Collected data entries:
- - - - -
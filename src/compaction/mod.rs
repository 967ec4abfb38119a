//! Compaction: turning raw outcomes into curated knowledge.
//!
//! Three transitions run per `(engine, benchmark)` stream. Extraction
//! turns terminal outcomes into findings, mining groups findings into
//! patterns, and promotion turns qualifying patterns into knowledge
//! entries and gold examples behind the evidence gate. Each run commits
//! its output together with its cursor or not at all.

pub mod engine;
pub mod oracle;
pub mod scheduler;
pub mod stages;
pub mod triggers;

pub use engine::{CompactionEngine, CycleReport, SkipReason, StageOutcome, StageRun};
pub use oracle::{FeatureExtractor, HeuristicOracle, Oracle, OracleRequest};
pub use scheduler::{RunGuard, Scheduler};
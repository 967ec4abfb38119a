//! Status command for Stratum.
//!
//! Shows per-stream cursors against the outcome log head, layer record
//! counts, published knowledge versions and the audit summary.

use std::collections::BTreeMap;
use std::path::{Path, PathBuf};

use serde::{Deserialize, Serialize};

use crate::audit::{AuditSummary, AuditSummaryManager};
use crate::cli::Stores;
use crate::config::Config;
use crate::core::knowledge::KnowledgeVersion;
use crate::storage::{LayerState, OutcomeStore, Transition};

/// Options for the status command.
#[derive(Debug, Clone, Default)]
pub struct StatusOptions {
    /// Output as JSON.
    pub json: bool,
    /// Suppress output.
    pub quiet: bool,
    /// Rebuild the audit summary from the log.
    pub rebuild: bool,
}

/// Progress of one stream through the layers.
#[derive(Debug, Clone, PartialEq, Serialize, Deserialize)]
pub struct StreamStatus {
    pub engine: String,
    pub benchmark: String,
    /// Last outcome sequence in the log.
    pub head: u64,
    pub extract_cursor: u64,
    pub mine_cursor: u64,
    pub promote_cursor: u64,
    /// Dead letters parking this stream.
    #[serde(default, skip_serializing_if = "Vec::is_empty")]
    pub parked_by: Vec<String>,
}

/// Record counts per layer.
#[derive(Debug, Clone, Default, PartialEq, Eq, Serialize, Deserialize)]
pub struct LayerCounts {
    pub findings: usize,
    pub active_findings: usize,
    pub patterns: usize,
    pub entries: usize,
    pub examples: usize,
    pub active_examples: usize,
}

impl LayerCounts {
    fn from_state(state: &LayerState) -> Self {
        Self {
            findings: state.findings.len(),
            active_findings: state.findings.values().filter(|f| f.is_active()).count(),
            patterns: state.patterns.len(),
            entries: state.entries.len(),
            examples: state.examples.len(),
            active_examples: state.examples.values().filter(|e| e.is_active()).count(),
        }
    }
}

/// Output format for the status command.
#[derive(Debug, Clone, Serialize, Deserialize)]
pub struct StatusOutput {
    pub success: bool,
    pub data_dir: PathBuf,
    pub outcomes: usize,
    pub streams: Vec<StreamStatus>,
    pub layers: LayerCounts,
    pub published: BTreeMap<String, KnowledgeVersion>,
    pub dead_letters: usize,
    #[serde(skip_serializing_if = "Option::is_none")]
    pub audit: Option<AuditSummary>,
    #[serde(default, skip_serializing_if = "Vec::is_empty")]
    pub warnings: Vec<String>,
    #[serde(skip_serializing_if = "Option::is_none")]
    pub error: Option<String>,
}

impl StatusOutput {
    fn failure(data_dir: PathBuf, error: impl Into<String>) -> Self {
        Self {
            success: false,
            data_dir,
            outcomes: 0,
            streams: Vec::new(),
            layers: LayerCounts::default(),
            published: BTreeMap::new(),
            dead_letters: 0,
            audit: None,
            warnings: Vec::new(),
            error: Some(error.into()),
        }
    }
}

/// The status command implementation.
pub struct StatusCommand {
    config: Config,
    project_path: PathBuf,
}

impl StatusCommand {
    /// Create a new status command.
    pub fn new(config: Config, project_path: impl AsRef<Path>) -> Self {
        Self {
            config,
            project_path: project_path.as_ref().to_path_buf(),
        }
    }

    /// Run the status command.
    pub fn run(&self, options: &StatusOptions) -> StatusOutput {
        let stores = match Stores::open(&self.config, &self.project_path) {
            Ok(s) => s,
            Err(e) => {
                return StatusOutput::failure(self.config.data_dir(&self.project_path), e.to_string())
            }
        };
        match self.collect(&stores, options) {
            Ok(output) => output,
            Err(e) => StatusOutput::failure(stores.data_dir, e.to_string()),
        }
    }

    fn collect(&self, stores: &Stores, options: &StatusOptions) -> crate::error::Result<StatusOutput> {
        let state = stores.layers.state()?;

        let mut streams = Vec::new();
        for stream in stores.outcomes.streams()? {
            streams.push(StreamStatus {
                head: stores.outcomes.head(&stream)?,
                extract_cursor: state.cursor(Transition::Extract, &stream).position,
                mine_cursor: state.cursor(Transition::Mine, &stream).position,
                promote_cursor: state.cursor(Transition::Promote, &stream).position,
                parked_by: state
                    .dead_letters
                    .values()
                    .filter(|d| d.stream() == stream)
                    .map(|d| d.id.clone())
                    .collect(),
                engine: stream.engine,
                benchmark: stream.benchmark,
            });
        }

        let mut warnings = Vec::new();
        let manager = AuditSummaryManager::in_data_dir(&stores.data_dir);
        let summary = if options.rebuild {
            manager.rebuild()
        } else {
            manager.load_or_rebuild()
        };
        let audit = match summary {
            Ok(s) => Some(s),
            Err(e) => {
                warnings.push(format!("Failed to load audit summary: {}", e));
                None
            }
        };

        Ok(StatusOutput {
            success: true,
            data_dir: stores.data_dir.clone(),
            outcomes: stores.outcomes.len()?,
            streams,
            layers: LayerCounts::from_state(&state),
            published: state.published.clone(),
            dead_letters: state.dead_letters.len(),
            audit,
            warnings,
            error: None,
        })
    }

    /// Format output based on options.
    pub fn format_output(&self, output: &StatusOutput, options: &StatusOptions) -> String {
        if options.quiet {
            return String::new();
        }

        if options.json {
            serde_json::to_string_pretty(output).unwrap_or_else(|_| "{}".to_string())
        } else {
            self.format_human_readable(output)
        }
    }

    fn format_human_readable(&self, output: &StatusOutput) -> String {
        if let Some(error) = &output.error {
            return format!("Status unavailable: {}", error);
        }

        let mut lines = vec![
            format!("Data directory: {}", output.data_dir.display()),
            format!("Outcomes: {}", output.outcomes),
        ];

        if !output.streams.is_empty() {
            lines.push(String::new());
            lines.push("Streams (head / extract / mine / promote):".to_string());
            for s in &output.streams {
                let mut line = format!(
                    "  {}/{}  {} / {} / {} / {}",
                    s.engine, s.benchmark, s.head, s.extract_cursor, s.mine_cursor, s.promote_cursor
                );
                if !s.parked_by.is_empty() {
                    line.push_str(&format!("  parked by {}", s.parked_by.join(", ")));
                }
                lines.push(line);
            }
        }

        let l = &output.layers;
        lines.push(String::new());
        lines.push(format!(
            "Findings: {} ({} active)  Patterns: {}  Entries: {}  Examples: {} ({} active)",
            l.findings, l.active_findings, l.patterns, l.entries, l.examples, l.active_examples
        ));

        if !output.published.is_empty() {
            let published: Vec<String> = output
                .published
                .iter()
                .map(|(engine, version)| format!("{} v{}", engine, version))
                .collect();
            lines.push(format!("Published: {}", published.join(", ")));
        }
        if output.dead_letters > 0 {
            lines.push(format!(
                "Dead letters: {} (see `stratum dead-letters`)",
                output.dead_letters
            ));
        }

        if let Some(audit) = &output.audit {
            lines.push(String::new());
            lines.push("Audit:".to_string());
            for (stage, stats) in &audit.stages {
                lines.push(format!(
                    "  {:<8} {} commit(s), {} produced, {} retries, {} dead letter(s)",
                    stage, stats.commits, stats.produced, stats.retries, stats.dead_letters
                ));
            }
            let gate = &audit.gate;
            lines.push(format!(
                "  gate     {} entries, {} rules, {} examples rejected; {} conflict(s)",
                gate.entries_rejected, gate.rules_rejected, gate.examples_rejected, gate.conflicts
            ));
        }

        for warning in &output.warnings {
            lines.push(format!("Warning: {}", warning));
        }
        lines.join("\n")
    }
}
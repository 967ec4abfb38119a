//! Persistent storage for Stratum.
//!
//! Layer 1 (raw outcomes) lives behind the [`OutcomeStore`] trait with
//! file-based and in-memory backends. Layers 2 through 4 live in the
//! [`LayerStore`], which commits derived records and cursors atomically.

pub mod file;
pub mod layers;
pub mod memory;
pub mod retention;
pub mod traits;

pub use file::FileOutcomeStore;
pub use layers::{Cursor, DeadLetter, LayerState, LayerStore, Transition};
pub use memory::MemoryOutcomeStore;
pub use retention::{weekly_rollups, DailyRollup, RetentionReport, WeeklyRollup};
pub use traits::{AppendAck, OutcomeStore};
//! Similarity scoring for gold examples.
//!
//! Examples are ranked against the incoming query's feature vector and the
//! gaps its detection rules triggered:
//!
//! - Gap overlap: 5.0 per distinct shared gap id
//! - Archetype match: 1.0
//! - Star-schema match: 1.0
//! - Table count proximity: `max(0, 1.0 - 0.2 * |delta|)`
//!
//! Terms are summed. A term whose feature is unset on either side
//! contributes 0. Scores depend on the query's own vector, so results are
//! never cached across queries.

use std::cmp::Ordering;
use std::collections::BTreeSet;

use serde::{Deserialize, Serialize};

use crate::core::features::FeatureVector;
use crate::core::knowledge::GoldExample;

/// Score weights.
pub mod weights {
    /// Weight per gap id shared between the query and the example.
    pub const GAP_OVERLAP: f64 = 5.0;
    /// Weight for an identical archetype.
    pub const ARCHETYPE: f64 = 1.0;
    /// Weight for an identical star-schema flag.
    pub const STAR_SCHEMA: f64 = 1.0;
    /// Full table-count credit when the counts are equal.
    pub const TABLE_COUNT: f64 = 1.0;
    /// Credit lost per table of difference.
    pub const TABLE_COUNT_DECAY: f64 = 0.2;
}

/// Score one example against a query.
pub fn score(features: &FeatureVector, gaps: &[String], example: &GoldExample) -> f64 {
    let overlap = example
        .gap_ids
        .iter()
        .filter(|g| gaps.contains(g))
        .collect::<BTreeSet<_>>()
        .len();
    let mut total = weights::GAP_OVERLAP * overlap as f64;

    if let (Some(a), Some(b)) = (
        features.text("archetype"),
        example.features.text("archetype"),
    ) {
        if a == b {
            total += weights::ARCHETYPE;
        }
    }

    if let (Some(a), Some(b)) = (
        features.flag("is_star_schema"),
        example.features.flag("is_star_schema"),
    ) {
        if a == b {
            total += weights::STAR_SCHEMA;
        }
    }

    if let (Some(a), Some(b)) = (
        features.number("table_count"),
        example.features.number("table_count"),
    ) {
        total += (weights::TABLE_COUNT - weights::TABLE_COUNT_DECAY * (a - b).abs()).max(0.0);
    }

    total
}

/// An example with its computed score.
#[derive(Debug, Clone, PartialEq, Serialize, Deserialize)]
pub struct ScoredExample {
    pub example: GoldExample,
    pub score: f64,
}

impl ScoredExample {
    pub fn new(example: GoldExample, score: f64) -> Self {
        Self { example, score }
    }
}

/// Rank active examples for a query.
///
/// Returns the top `k` by score descending, ties broken by example id
/// ascending. Zero-scored examples are kept; an engine's examples are
/// all candidates.
pub fn rank(
    features: &FeatureVector,
    gaps: &[String],
    examples: &[GoldExample],
    k: usize,
) -> Vec<ScoredExample> {
    let mut scored: Vec<ScoredExample> = examples
        .iter()
        .filter(|e| e.is_active())
        .map(|e| ScoredExample::new(e.clone(), score(features, gaps, e)))
        .collect();

    scored.sort_by(|a, b| {
        b.score
            .partial_cmp(&a.score)
            .unwrap_or(Ordering::Equal)
            .then_with(|| a.example.id.cmp(&b.example.id))
    });
    scored.truncate(k);
    scored
}

/// Rank and return only the examples.
pub fn rank_examples(
    features: &FeatureVector,
    gaps: &[String],
    examples: &[GoldExample],
    k: usize,
) -> Vec<GoldExample> {
    rank(features, gaps, examples, k)
        .into_iter()
        .map(|s| s.example)
        .collect()
}

#[cfg(test)]
mod tests {
    use super::*;
    use crate::core::features::FeatureVocabulary;
    use crate::core::knowledge::ExampleStatus;
    use chrono::Utc;

    fn vector(archetype: Option<&str>, star: Option<bool>, tables: Option<i64>) -> FeatureVector {
        let vocab = FeatureVocabulary::standard();
        let mut builder = vocab.builder();
        if let Some(a) = archetype {
            builder = builder.set("archetype", a).unwrap();
        }
        if let Some(s) = star {
            builder = builder.set("is_star_schema", s).unwrap();
        }
        if let Some(t) = tables {
            builder = builder.set("table_count", t).unwrap();
        }
        builder.build()
    }

    fn example(id: &str, gaps: &[&str], features: FeatureVector) -> GoldExample {
        GoldExample {
            id: id.to_string(),
            engine: "duckdb".into(),
            query_id: format!("q-{}", id),
            original_sql: "SELECT 1".into(),
            optimized_sql: "SELECT 1".into(),
            speedup: 2.0,
            transform: None,
            gap_ids: gaps.iter().map(|s| s.to_string()).collect(),
            source_patterns: vec!["P-000001".into()],
            source_outcome: None,
            features,
            status: ExampleStatus::Active,
            created_at: Utc::now(),
        }
    }

    fn gaps(ids: &[&str]) -> Vec<String> {
        ids.iter().map(|s| s.to_string()).collect()
    }

    #[test]
    fn test_full_score() {
        let query = vector(Some("star_join"), Some(true), Some(6));
        let ex = example("G-000001", &["g1", "g2"], vector(Some("star_join"), Some(true), Some(4)));
        let s = score(&query, &gaps(&["g1", "g2", "g3"]), &ex);
        // 2 gaps * 5 + archetype + star + (1 - 0.4)
        assert!((s - 12.6).abs() < 1e-9);
    }

    #[test]
    fn test_duplicate_gap_ids_count_once() {
        let query = vector(None, None, None);
        let ex = example("G-000001", &["g1", "g1", "g2"], vector(None, None, None));
        assert_eq!(score(&query, &gaps(&["g1"]), &ex), 5.0);
        assert_eq!(score(&query, &gaps(&["g1", "g1", "g2"]), &ex), 10.0);
    }

    #[test]
    fn test_unset_features_contribute_nothing() {
        let query = vector(None, None, None);
        let ex = example("G-000001", &[], vector(Some("star_join"), Some(true), Some(4)));
        assert_eq!(score(&query, &[], &ex), 0.0);

        let query = vector(Some("star_join"), Some(false), Some(4));
        let ex = example("G-000001", &[], vector(None, None, None));
        assert_eq!(score(&query, &[], &ex), 0.0);
    }

    #[test]
    fn test_star_schema_false_matches_false() {
        let query = vector(None, Some(false), None);
        let ex = example("G-000001", &[], vector(None, Some(false), None));
        assert!((score(&query, &[], &ex) - weights::STAR_SCHEMA).abs() < 1e-9);
    }

    #[test]
    fn test_table_count_term_floors_at_zero() {
        let query = vector(None, None, Some(2));
        let ex = example("G-000001", &[], vector(None, None, Some(20)));
        assert_eq!(score(&query, &[], &ex), 0.0);
    }

    #[test]
    fn test_rank_orders_by_score_then_id() {
        let query = vector(Some("star_join"), None, None);
        let examples = vec![
            example("G-000003", &[], vector(Some("star_join"), None, None)),
            example("G-000001", &[], vector(Some("star_join"), None, None)),
            example("G-000002", &["g1"], vector(None, None, None)),
            example("G-000004", &[], vector(None, None, None)),
        ];

        let ranked = rank(&query, &gaps(&["g1"]), &examples, 3);
        let ids: Vec<&str> = ranked.iter().map(|s| s.example.id.as_str()).collect();
        assert_eq!(ids, vec!["G-000002", "G-000001", "G-000003"]);
    }

    #[test]
    fn test_rank_skips_inactive() {
        let query = vector(None, None, None);
        let mut retired = example("G-000001", &[], vector(None, None, None));
        retired.status = ExampleStatus::Superseded {
            by: "G-000002".into(),
        };
        let examples = vec![retired, example("G-000002", &[], vector(None, None, None))];
        let ranked = rank_examples(&query, &[], &examples, 5);
        assert_eq!(ranked.len(), 1);
        assert_eq!(ranked[0].id, "G-000002");
    }

    #[test]
    fn test_rank_empty_and_zero_k() {
        let query = vector(None, None, None);
        assert!(rank(&query, &[], &[], 3).is_empty());
        let examples = vec![example("G-000001", &[], vector(None, None, None))];
        assert!(rank(&query, &[], &examples, 0).is_empty());
    }

    mod proptests {
        use super::*;
        use proptest::prelude::*;

        proptest! {
            // Property: ranking is deterministic and independent of input order
            #[test]
            fn prop_rank_is_order_independent(
                specs in prop::collection::vec((0u8..4, any::<bool>(), 0i64..12), 1..12),
                qt in 0i64..12,
            ) {
                let examples: Vec<GoldExample> = specs
                    .iter()
                    .enumerate()
                    .map(|(i, (g, star, t))| {
                        let gap = format!("g{}", g);
                        example(&format!("G-{:06}", i + 1), &[gap.as_str()], vector(None, Some(*star), Some(*t)))
                    })
                    .collect();
                let query = vector(None, Some(true), Some(qt));
                let triggered = gaps(&["g1"]);

                let forward = rank(&query, &triggered, &examples, 5);
                let mut reversed_input = examples.clone();
                reversed_input.reverse();
                let backward = rank(&query, &triggered, &reversed_input, 5);

                let a: Vec<&str> = forward.iter().map(|s| s.example.id.as_str()).collect();
                let b: Vec<&str> = backward.iter().map(|s| s.example.id.as_str()).collect();
                prop_assert_eq!(a, b);
                for pair in forward.windows(2) {
                    prop_assert!(pair[0].score >= pair[1].score);
                }
            }
        }
    }
}
/// Result of a rule firing.
#[derive(Debug, Clone, PartialEq, Eq, Serialize, Deserialize)]
pub struct GapMatch {
    pub gap_id: String,
    pub confidence: Confidence,
    pub priority: Priority,
}

// =============================================================================
// Validation
// =============================================================================

/// A single validation problem, tagged with the path to the offending node.
#[derive(Debug, Clone, PartialEq, Eq, Serialize, Deserialize)]
pub struct RuleError {
    /// Path such as `match.ALL[2]` or `skip.ANY[0]`.
    pub path: String,
    /// What is wrong at that path.
    pub message: String,
}

impl RuleError {
    fn new(path: impl Into<String>, message: impl Into<String>) -> Self {
        Self {
            path: path.into(),
            message: message.into(),
        }
    }
}

impl fmt::Display for RuleError {
    fn fmt(&self, f: &mut fmt::Formatter<'_>) -> fmt::Result {
        write!(f, "{}: {}", self.path, self.message)
    }
}

impl std::error::Error for RuleError {}

/// Validate a raw rule against the vocabulary and compile it.
///
/// All problems are collected; a rule with any error is rejected as a whole.
pub fn validate(
    rule: &RawDetectionRule,
    vocabulary: &FeatureVocabulary,
) -> Result<DetectionRule, Vec<RuleError>> {
    let mut errors = Vec::new();

    if rule.gap_id.trim().is_empty() {
        errors.push(RuleError::new("gap_id", "must not be empty"));
    }

    let match_tree = compile(&rule.match_tree, "match", vocabulary, &mut errors);
    let skip = rule
        .skip
        .as_ref()
        .map(|p| compile(p, "skip", vocabulary, &mut errors));

    let mut confidence = ConfidenceRule::default();
    if let Some(raw) = &rule.confidence {
        confidence.high_when = raw
            .high_when
            .as_ref()
            .map(|p| compile(p, "confidence.high_when", vocabulary, &mut errors));
        confidence.low_when = raw
            .low_when
            .as_ref()
            .map(|p| compile(p, "confidence.low_when", vocabulary, &mut errors));
    }

    if !errors.is_empty() {
        return Err(errors);
    }

    Ok(DetectionRule {
        gap_id: rule.gap_id.clone(),
        priority: rule.priority,
        match_tree,
        skip,
        confidence,
    })
}

/// Parse and validate a rule from JSON text.
pub fn parse_rule(
    json: &str,
    vocabulary: &FeatureVocabulary,
) -> Result<(RawDetectionRule, DetectionRule), Vec<RuleError>> {
    let raw: RawDetectionRule = serde_json::from_str(json)
        .map_err(|e| vec![RuleError::new("<root>", format!("malformed rule: {}", e))])?;
    let compiled = validate(&raw, vocabulary)?;
    Ok((raw, compiled))
}

fn compile(
    raw: &RawPredicate,
    path: &str,
    vocabulary: &FeatureVocabulary,
    errors: &mut Vec<RuleError>,
) -> Predicate {
    match raw {
        RawPredicate::All { all } => {
            let path = format!("{}.ALL", path);
            Predicate::All(compile_children(all, &path, vocabulary, errors))
        }
        RawPredicate::Any { any } => {
            let path = format!("{}.ANY", path);
            Predicate::Any(compile_children(any, &path, vocabulary, errors))
        }
        RawPredicate::Leaf { feature, op, value } => {
            compile_leaf(feature, op, value, path, vocabulary, errors)
        }
    }
}

fn compile_children(
    children: &[RawPredicate],
    path: &str,
    vocabulary: &FeatureVocabulary,
    errors: &mut Vec<RuleError>,
) -> Vec<Predicate> {
    if children.is_empty() {
        errors.push(RuleError::new(path, "combinator has no children"));
    }
    children
        .iter()
        .enumerate()
        .map(|(i, child)| compile(child, &format!("{}[{}]", path, i), vocabulary, errors))
        .collect()
}

fn compile_leaf(
    feature: &str,
    op: &str,
    value: &Value,
    path: &str,
    vocabulary: &FeatureVocabulary,
    errors: &mut Vec<RuleError>,
) -> Predicate {
    let before = errors.len();

    let ty = vocabulary.feature_type(feature);
    if ty.is_none() {
        errors.push(RuleError::new(
            path,
            format!("unknown feature '{}'", feature),
        ));
    }

    let operator = Operator::parse(op);
    if operator.is_none() {
        errors.push(RuleError::new(
            path,
            format!("unknown operator '{}' (valid: {:?})", op, VALID_OPERATORS),
        ));
    }

    let operand = match (ty, operator) {
        (Some(ty), Some(operator)) => check_operand(feature, ty, operator, value, path, errors),
        _ => None,
    };

    match (operator, operand) {
        (Some(op), Some(operand)) if errors.len() == before => Predicate::Leaf(Leaf {
            feature: feature.to_string(),
            op,
            operand,
        }),
        // Placeholder; the caller discards the tree when errors were recorded.
        _ => Predicate::All(Vec::new()),
    }
}

fn check_operand(
    feature: &str,
    ty: &FeatureType,
    op: Operator,
    value: &Value,
    path: &str,
    errors: &mut Vec<RuleError>,
) -> Option<Operand> {
    if op.is_ordering() && !ty.is_ordered() {
        errors.push(RuleError::new(
            path,
            format!(
                "operator '{}' is not applicable to {} feature '{}'",
                op_label(op),
                ty.kind_name(),
                feature
            ),
        ));
        return None;
    }

    if op == Operator::In {
        let items = match value {
            Value::Array(items) if !items.is_empty() => items,
            _ => {
                errors.push(RuleError::new(
                    path,
                    "operator 'in' requires a non-empty array value",
                ));
                return None;
            }
        };
        let mut set = Vec::with_capacity(items.len());
        for item in items {
            set.push(check_scalar(feature, ty, item, path, errors)?);
        }
        return Some(Operand::Set(set));
    }

    check_scalar(feature, ty, value, path, errors).map(Operand::Value)
}

fn check_scalar(
    feature: &str,
    ty: &FeatureType,
    value: &Value,
    path: &str,
    errors: &mut Vec<RuleError>,
) -> Option<FeatureValue> {
    let converted = match json_to_feature_value(value) {
        Some(v) => v,
        None => {
            errors.push(RuleError::new(
                path,
                format!("value {} is not a scalar", value),
            ));
            return None;
        }
    };
    if let Err(reason) = ty.check(&converted) {
        errors.push(RuleError::new(
            path,
            format!("feature '{}': {}", feature, reason),
        ));
        return None;
    }
    Some(converted)
}

fn json_to_feature_value(value: &Value) -> Option<FeatureValue> {
    match value {
        Value::Bool(b) => Some(FeatureValue::Bool(*b)),
        Value::Number(n) => match n.as_i64() {
            Some(i) => Some(FeatureValue::Int(i)),
            None => n.as_f64().map(FeatureValue::Float),
        },
        Value::String(s) => Some(FeatureValue::Text(s.clone())),
        _ => None,
    }
}

fn op_label(op: Operator) -> &'static str {
    match op {
        Operator::Eq => "==",
        Operator::Ne => "!=",
        Operator::Ge => ">=",
        Operator::Le => "<=",
        Operator::Gt => ">",
        Operator::Lt => "<",
        Operator::In => "in",
    }
}

// =============================================================================
// Evaluation
// =============================================================================

/// Evaluate one rule against a feature vector.
pub fn evaluate(rule: &DetectionRule, features: &FeatureVector) -> Option<GapMatch> {
    if let Some(skip) = &rule.skip {
        if any_leaf_holds(skip, features) {
            return None;
        }
    }

    if !holds(&rule.match_tree, features) {
        return None;
    }

    let confidence = if rule
        .confidence
        .high_when
        .as_ref()
        .is_some_and(|p| holds(p, features))
    {
        Confidence::High
    } else if rule
        .confidence
        .low_when
        .as_ref()
        .is_some_and(|p| holds(p, features))
    {
        Confidence::Low
    } else {
        Confidence::Medium
    };

    Some(GapMatch {
        gap_id: rule.gap_id.clone(),
        confidence,
        priority: rule.priority,
    })
}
- - - - -
Show every line above where "retired" is found.

◆ **SOLUTION TO THE PROBLEM**:
        let mut retired = example("G-000001", &[], vector(None, None, None));
        retired.status = ExampleStatus::Superseded {
        let examples = vec![retired, example("G-000002", &[], vector(None, None, None))];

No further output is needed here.